Finally, after 5 nights of interrupted sleep from the cough, I finally waved the white "I surrender" flag, and went into Kaiser on Monday morning first thing. (Who cares if it was a holiday, I could not last another day or night with this cough and pain.)
Get examined, everything checked, everything listened to. Diagnosis: Sinus Infection and Brochitis. Ugh! No wonder I was so miserable. However, I figured this would be the diagnosis, because this is always my diagnosis. In the 4 times I've been sick in the last 6 years, it's always been sinus infection...obviously I waited too long to see the doc. But I am so prone to sinus infections. When I leave my allergies unchecked, or a cold takes awhile to leave, a sinus infection is around the corner.
Obviously, I need to take better care of myself in this area since I am so vulnerable here. Get comfortable with the Netti Pot, right? I know.
But let's apply this entire scenario to the sin in our lives. There is a sin that so easily entangles us. You know the one. The one that is so easily to fall into, the one you are so vulnerable to.
Personally, I know the ones that are so easy for me to get entangled in. They are very black & white ones. Unlike missing the symptoms of my sinus infection, I don't miss the thoughts and actions that lead up to those sins. Luckily my little 'spiritual radar' starts beeping when I am headed the wrong direction.
I've ignored that beep a few times, and I can hear the siren going off to back up out of the danger zone. Luckily, I listen to that one most of the time. But there have been times that I've let words pass my lips and BAM! I blow it! I hate that feeling that follows, don't you?

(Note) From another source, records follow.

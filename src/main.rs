use std::io::{self, Read, Write};
use std::path::PathBuf;
use std::process::ExitCode;

use anyhow::{Context, Result};
use clap::Parser;
use log::{debug, info, LevelFilter};

mod ast;
mod codegen;
mod error;
mod layout;
mod parser;
mod scope;
mod sema;
mod types;
mod vm;

use codegen::Assembled;
use error::CompileError;

/// Checks IML programs and translates them into stack-machine code.
#[derive(Parser, Debug)]
#[command(name = "imlc", version, about)]
struct Args {
    /// Source files, compiled one after another. Reads stdin when empty.
    files: Vec<PathBuf>,

    /// Execute each compiled program instead of printing its listing.
    #[arg(long)]
    run: bool,

    /// Whitespace-separated values consumed by input instructions.
    #[arg(long, default_value = "")]
    input: String,

    /// Maximum number of instructions per program.
    #[arg(long, default_value_t = 4096)]
    capacity: usize,

    /// Number of store cells given to the machine.
    #[arg(long, default_value_t = 16384)]
    store: usize,

    /// Raise the log level; repeat for more detail.
    #[arg(short, long, action = clap::ArgAction::Count)]
    verbose: u8,
}

fn compile(src: &str, capacity: usize) -> std::result::Result<Assembled, CompileError> {
    let program = parser::parse_program(src)?;
    debug!("parsed program {}", program.name);
    let checked = sema::check_program(&program)?;
    codegen::generate(&checked, capacity)
}

fn read_source(file: Option<&PathBuf>) -> Result<(String, String)> {
    match file {
        Some(path) => {
            let src = std::fs::read_to_string(path)
                .with_context(|| format!("cannot read {}", path.display()))?;
            Ok((path.display().to_string(), src))
        }
        None => {
            let mut src = String::new();
            io::stdin()
                .read_to_string(&mut src)
                .context("cannot read standard input")?;
            Ok(("<stdin>".to_string(), src))
        }
    }
}

fn emit(asm: &Assembled, args: &Args, out: &mut impl Write) -> Result<()> {
    let code = asm.code.instructions();
    if !args.run {
        for (addr, instr) in code.iter().enumerate() {
            writeln!(out, "{addr:>4}: {instr}")?;
        }
        return Ok(());
    }
    let mut input = args
        .input
        .split_whitespace()
        .map(str::to_string)
        .collect::<Vec<_>>()
        .into_iter();
    vm::Machine::new(code, args.store).run(&mut input, out)?;
    Ok(())
}

fn process(file: Option<&PathBuf>, args: &Args, out: &mut impl Write) -> Result<()> {
    let (name, src) = read_source(file)?;
    let asm = compile(&src, args.capacity).with_context(|| name.clone())?;
    info!(
        "{name}: {} instructions, {} routines",
        asm.code.len(),
        asm.layout.entries.len()
    );
    emit(&asm, args, out).with_context(|| name.clone())
}

fn main() -> ExitCode {
    let args = Args::parse();
    let level = match args.verbose {
        0 => LevelFilter::Warn,
        1 => LevelFilter::Info,
        2 => LevelFilter::Debug,
        _ => LevelFilter::Trace,
    };
    env_logger::Builder::new()
        .filter_level(level)
        .parse_default_env()
        .init();

    let stdout = io::stdout();
    let mut out = stdout.lock();
    let files: Vec<Option<&PathBuf>> = if args.files.is_empty() {
        vec![None]
    } else {
        args.files.iter().map(Some).collect()
    };

    let mut failed = false;
    for file in files {
        if let Err(e) = process(file, &args, &mut out) {
            eprintln!("error: {e:#}");
            failed = true;
        }
    }
    if failed {
        ExitCode::FAILURE
    } else {
        ExitCode::SUCCESS
    }
}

Why do we do that to ourselves?
The key is at the first sign of your 'symptoms' (when the radar is beeping with warning), we need to be proactive right then! This is what I know works for me when headed toward sin:
- Pray for forgiveness for the thoughts/words/consideration of doing what I shouldn't do.
- Ask God to give me strength to not even entertain the thoughts and get out of the situation.
- And then, I try super hard to: avoid the things, people, conversations that derails my thoughts.
Like me losing sleep for 5 nights, some have lost their homes, families, jobs because they ignored the symptoms of their sin.